Otis Air Force Base – June 5, 1947

     On June 5, 1947, Ensign Orin William Ross, (24), was piloting a navy dive bomber making practice landings and take offs at Otis Air Force Base in Falmouth, Massachusetts.  While making a practice landing, the aircraft suddenly stalled and crashed onto the runway and exploded, killing Ensign Ross.  Ensign Ross was assigned to Carrier Squadron VA-17A stationed at Quonset Naval Air station in North Kingstown, Rhode Island. 

     The exact type of aircraft was not stated.

     Ensign Ross is buried in Bristow cemetery in Bristow, Oklahoma.  To see a photo of his grave go to, #25974219.
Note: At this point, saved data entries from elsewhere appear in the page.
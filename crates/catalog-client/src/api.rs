//! HTTP client for the catalog API

use crate::error::ClientError;
use catalog_core::{Item, ItemsPage, NewItem, Stats};
use serde::de::DeserializeOwned;
use serde::Deserialize;
use serde_json::Value;
use std::future::Future;
use tokio_util::sync::CancellationToken;
use tracing::debug;

/// Parameters for one page fetch
#[derive(Debug, Clone, PartialEq, Eq)]
pub struct FetchParams {
    /// Search text; empty means no filter
    pub q: String,
    pub page: usize,
    pub limit: usize,
}

impl Default for FetchParams {
    fn default() -> Self {
        Self {
            q: String::new(),
            page: 1,
            limit: 10,
        }
    }
}

/// Something that can produce pages of items
///
/// Implementations should give up promptly once `cancel` fires; the browser
/// also races every fetch against the token, so slow ones are dropped anyway.
pub trait ItemsSource: Send + Sync + 'static {
    fn fetch_items(
        &self,
        params: FetchParams,
        cancel: CancellationToken,
    ) -> impl Future<Output = Result<ItemsPage, ClientError>> + Send;
}

/// Paginated list body; missing page numbers fall back to page 1 of 1
#[derive(Deserialize)]
#[serde(rename_all = "camelCase")]
struct PageResponse {
    items: Vec<Item>,
    #[serde(default = "first_page")]
    page: usize,
    #[serde(default = "first_page")]
    total_pages: usize,
}

fn first_page() -> usize {
    1
}

fn single_page(items: Vec<Item>) -> ItemsPage {
    ItemsPage {
        items,
        page: 1,
        total_pages: 1,
    }
}

/// Decode a list response body
///
/// Accepts a paginated object, a bare array of items, or an object without
/// `items` (an empty page). Anything else, including an `items` list that does
/// not hold valid items, is a [`ClientError::Decode`].
pub fn decode_items_page(body: &[u8]) -> Result<ItemsPage, ClientError> {
    let value: Value = serde_json::from_slice(body)?;

    match value {
        Value::Array(_) => Ok(single_page(serde_json::from_value(value)?)),
        Value::Object(ref fields) if !fields.contains_key("items") => {
            debug!("List response has no items; treating as empty");
            Ok(single_page(Vec::new()))
        }
        Value::Object(_) => {
            let response: PageResponse = serde_json::from_value(value)?;
            Ok(ItemsPage {
                items: response.items,
                page: response.page,
                total_pages: response.total_pages,
            })
        }
        other => Err(ClientError::Decode(serde::de::Error::custom(format!(
            "expected an object or array of items, got {other}"
        )))),
    }
}

/// Thin wrapper around `reqwest` for the catalog endpoints
#[derive(Debug, Clone)]
pub struct ApiClient {
    http: reqwest::Client,
    base_url: String,
}

impl ApiClient {
    pub fn new(base_url: impl Into<String>) -> Self {
        Self::with_client(reqwest::Client::new(), base_url)
    }

    pub fn with_client(http: reqwest::Client, base_url: impl Into<String>) -> Self {
        let base_url = base_url.into().trim_end_matches('/').to_string();
        Self { http, base_url }
    }

    pub fn base_url(&self) -> &str {
        &self.base_url
    }

    fn url(&self, path: &str) -> String {
        format!("{}{}", self.base_url, path)
    }

    /// Fetch one page of items, aborting as soon as `cancel` fires
    pub async fn fetch_items(
        &self,
        params: &FetchParams,
        cancel: &CancellationToken,
    ) -> Result<ItemsPage, ClientError> {
        let mut query: Vec<(&str, String)> = Vec::with_capacity(3);
        if !params.q.is_empty() {
            query.push(("q", params.q.clone()));
        }
        query.push(("page", params.page.to_string()));
        query.push(("limit", params.limit.to_string()));

        let request = async {
            let response = self
                .http
                .get(self.url("/api/items"))
                .query(&query)
                .send()
                .await?;
            let body = check_status(response).await?.bytes().await?;
            decode_items_page(&body)
        };

        tokio::select! {
            biased;
            _ = cancel.cancelled() => {
                debug!(q = %params.q, page = params.page, "Items fetch cancelled");
                Err(ClientError::Cancelled)
            }
            result = request => result,
        }
    }

    /// Fetch a single item
    pub async fn fetch_item(&self, id: u64) -> Result<Item, ClientError> {
        let response = self
            .http
            .get(self.url(&format!("/api/items/{id}")))
            .send()
            .await?;
        decode(response).await
    }

    /// Create an item; returns it with its server-assigned id
    pub async fn create_item(&self, item: &NewItem) -> Result<Item, ClientError> {
        let response = self
            .http
            .post(self.url("/api/items"))
            .json(item)
            .send()
            .await?;
        decode(response).await
    }

    /// Fetch aggregate stats
    pub async fn fetch_stats(&self) -> Result<Stats, ClientError> {
        let response = self.http.get(self.url("/api/stats")).send().await?;
        decode(response).await
    }
}

impl ItemsSource for ApiClient {
    async fn fetch_items(
        &self,
        params: FetchParams,
        cancel: CancellationToken,
    ) -> Result<ItemsPage, ClientError> {
        ApiClient::fetch_items(self, &params, &cancel).await
    }
}

/// Turn a non-2xx response into [`ClientError::Http`], using the API's `error` field when present
async fn check_status(response: reqwest::Response) -> Result<reqwest::Response, ClientError> {
    let status = response.status();
    if status.is_success() {
        return Ok(response);
    }

    let body = response.text().await.unwrap_or_default();
    let message = serde_json::from_str::<Value>(&body)
        .ok()
        .and_then(|v| v.get("error").and_then(Value::as_str).map(str::to_string))
        .unwrap_or(body);

    Err(ClientError::Http {
        status: status.as_u16(),
        message,
    })
}

async fn decode<T: DeserializeOwned>(response: reqwest::Response) -> Result<T, ClientError> {
    let body = check_status(response).await?.bytes().await?;
    Ok(serde_json::from_slice(&body)?)
}
//! catalog-web - HTTP API for catalog using Axum

pub mod error;
pub mod router;
pub mod state;

pub use error::ApiError;
pub use router::create_router;
pub use state::AppState;

use anyhow::Result;
use catalog_core::ItemStore;
use std::net::{IpAddr, Ipv4Addr, SocketAddr};
use std::path::PathBuf;
use tokio::net::TcpListener;
use tracing::info;

/// Configuration for the API server
#[derive(Debug, Clone)]
pub struct ServerConfig {
    /// Location of the JSON item store
    pub data_path: PathBuf,

    /// Address to bind
    pub host: IpAddr,

    /// Port to bind
    pub port: u16,
}

impl Default for ServerConfig {
    fn default() -> Self {
        Self {
            data_path: PathBuf::from("data/items.json"),
            host: IpAddr::V4(Ipv4Addr::LOCALHOST),
            port: 3008,
        }
    }
}

impl ServerConfig {
    pub fn addr(&self) -> SocketAddr {
        SocketAddr::new(self.host, self.port)
    }
}

/// Run the API server until the process is stopped
pub async fn run(config: ServerConfig) -> Result<()> {
    let store = ItemStore::new(config.data_path.clone());
    store.ensure_exists().await?;

    let router = create_router(AppState::new(store));

    let addr = config.addr();
    let listener = TcpListener::bind(addr).await?;

    info!(data = %config.data_path.display(), "Web server listening on http://{}", addr);

    axum::serve(listener, router).await?;

    Ok(())
}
     Source: Cape Cod Standard Times, “Flyer Killed At Otis Field”, June 6, 1947, page 1

Hyannis, MA. – May 11, 1944

Hyannis, Massachusetts – May 11, 1944 

Updated July 8, 2019


F4U Corsair
US Navy Photo

     On the afternoon of May 11, 1944, navy Lieutenant (Jg.) George E. Orenge was piloting an F4U Corsair, Bu. No. 02665, over Cape Cod, Massachusetts, when the aircraft suddenly caught fire while in flight.  Being over a populated area, Lieutenant Orenge opted to stay with the plane, but was unable to direct it towards an open area, or to make it to Hyannis Airport.  The plane crashed on Barnstable Road about 200 yards from Main Street in the town of Hyannis.  In the process it struck an elm tree and broke in two, pitching Lieutenant Orenge, still strapped to his seat, from the cockpit.  As the aircraft came to rest and was consumed by flames, Lieutenant Orenge landed on the sidewalk in front of 62 Barnstable Road.   
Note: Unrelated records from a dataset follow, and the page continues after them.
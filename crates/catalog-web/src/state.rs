//! Shared handler state

use catalog_core::{ItemStore, StatsCache};
use std::sync::Arc;

/// State injected into every handler.
///
/// The stats cache lives here rather than in a global so each router owns
/// its own cache lifecycle: empty at construction, dropped with the router.
#[derive(Clone)]
pub struct AppState {
    pub store: Arc<ItemStore>,
    pub stats: Arc<StatsCache>,
}

impl AppState {
    pub fn new(store: ItemStore) -> Self {
        Self {
            store: Arc::new(store),
            stats: Arc::new(StatsCache::new()),
        }
    }
}
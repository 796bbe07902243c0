//! Terminal rendering and the interactive browse loop

use anyhow::Result;
use catalog_client::{ItemsBrowser, ItemsSource, ListState};
use catalog_core::Item;
use comfy_table::{Cell, Color, ContentArrangement, Table};
use tokio::io::{AsyncBufReadExt, BufReader};

/// Render items as a table
pub fn format_item_table(items: &[Item], no_color: bool) -> String {
    let mut table = Table::new();
    table.set_content_arrangement(ContentArrangement::Dynamic);

    if no_color {
        table.set_header(vec!["ID", "Name", "Category", "Price"]);
    } else {
        table.set_header(vec![
            Cell::new("ID").fg(Color::Cyan),
            Cell::new("Name").fg(Color::Cyan),
            Cell::new("Category").fg(Color::Cyan),
            Cell::new("Price").fg(Color::Cyan),
        ]);
    }

    for item in items {
        table.add_row(vec![
            Cell::new(item.id),
            Cell::new(&item.name),
            Cell::new(&item.category),
            Cell::new(format!("{:.2}", item.price)),
        ]);
    }

    table.to_string()
}

/// Plain-text view of the list state
pub fn render_state(state: &ListState) -> String {
    let mut out = String::new();

    if !state.query.is_empty() {
        out.push_str(&format!("Search: {}\n", state.query));
    }

    match state.status_line() {
        Some(status) => {
            out.push_str(status);
            out.push('\n');
        }
        None => {
            for item in &state.items {
                out.push_str(&format!("  #{:<15} {}\n", item.id, item.name));
            }
        }
    }

    out.push_str(&state.page_label());
    out
}

enum Command {
    Next,
    Prev,
    Quit,
    Search(String),
}

fn parse_command(line: &str) -> Command {
    match line.trim_end_matches(['\r', '\n']) {
        ":n" | ":next" => Command::Next,
        ":p" | ":prev" => Command::Prev,
        ":q" | ":quit" => Command::Quit,
        text => Command::Search(text.to_string()),
    }
}

/// Line-based browse loop: plain lines search, `:n`/`:p` page, `:q` quits
pub async fn browse<S: ItemsSource>(browser: &ItemsBrowser<S>) -> Result<()> {
    println!("Type to search, :n next page, :p previous page, :q quit");

    let mut updates = browser.subscribe();
    let printer = tokio::spawn(async move {
        while updates.changed().await.is_ok() {
            let state = updates.borrow_and_update().clone();
            // Intermediate loading frames only add noise
            if !state.loading {
                println!("\n{}", render_state(&state));
            }
        }
    });

    browser.start();

    let mut lines = BufReader::new(tokio::io::stdin()).lines();
    while let Some(line) = lines.next_line().await? {
        match parse_command(&line) {
            Command::Next => {
                if !browser.next_page() {
                    println!("(no next page)");
                }
            }
            Command::Prev => {
                if !browser.prev_page() {
                    println!("(no previous page)");
                }
            }
            Command::Quit => break,
            Command::Search(text) => browser.set_query(text),
        }
    }

    browser.shutdown();
    printer.abort();
    Ok(())
}
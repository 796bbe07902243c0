//! Mapping from core errors to HTTP responses

use axum::extract::rejection::JsonRejection;
use axum::http::StatusCode;
use axum::response::{IntoResponse, Response};
use axum::Json;
use catalog_core::CoreError;
use serde_json::json;
use tracing::{error, warn};

/// Error returned by API handlers, rendered as `{ "error": message }`
#[derive(Debug)]
pub enum ApiError {
    Core(CoreError),
    BadRequest(String),
}

impl ApiError {
    pub fn status(&self) -> StatusCode {
        match self {
            ApiError::BadRequest(_) => StatusCode::BAD_REQUEST,
            ApiError::Core(CoreError::Validation { .. }) => StatusCode::BAD_REQUEST,
            ApiError::Core(CoreError::NotFound { .. }) => StatusCode::NOT_FOUND,
            ApiError::Core(_) => StatusCode::INTERNAL_SERVER_ERROR,
        }
    }

    fn message(&self) -> String {
        match self {
            ApiError::BadRequest(message) => message.clone(),
            ApiError::Core(e) if e.is_storage() => "Internal server error".to_string(),
            ApiError::Core(e) => e.to_string(),
        }
    }
}

impl From<CoreError> for ApiError {
    fn from(e: CoreError) -> Self {
        ApiError::Core(e)
    }
}

impl From<JsonRejection> for ApiError {
    fn from(rejection: JsonRejection) -> Self {
        ApiError::BadRequest(rejection.body_text())
    }
}

impl IntoResponse for ApiError {
    fn into_response(self) -> Response {
        let status = self.status();

        match &self {
            ApiError::Core(e) if status.is_server_error() => {
                error!(error = %e, source = ?std::error::Error::source(e), "Request failed");
            }
            ApiError::Core(CoreError::Validation { field, message }) => {
                warn!(field, reason = %message, "Rejected invalid item");
            }
            _ => {}
        }

        (status, Json(json!({ "error": self.message() }))).into_response()
    }
}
     The homeowner of 62 Barnstable Road, Vernon Coleman, happened to be outside and witnessed the crash.  He later told a reporter from the Cape Cod Standard Times, “I looked up and saw the plane sort of wavering with the motor on fire.” 

     Lieutenant Orenge was transported to Cape Cod Hospital, but remarkably, he’d only suffered some minor bumps, scrapes, and bruises. 

     The cause of the accident could not be determined due to total destruction of the aircraft.  

     It was also reported that he flew another aircraft later in the day.   

F6F Hellcat
U.S. Navy Photo

     This crash wasn’t the only one of Lieutenant (Jg.) Orenge’s  naval career.  On November 5, 1943, he was piloting an F6F-3 Hellcat, (Bu. No. 65895), when a tire blew out on landing at the Quonset Point Naval Air Station in Rhode Island.  The aircraft went off the runway and struck a truck.  The aircraft needed extensive repairs, but Lieutenant (Jg.) Orenge suffered only minor injuries.


     Cape Cod Standard Times, “Pilot Who Survives Hyannis crash, Goes Aloft Again”, May 12, 1944      

     U. S. Navy accident report #44-14042 dated May 11, 1944

     U. S. Navy accident report #44-9523, dated November 5, 1943.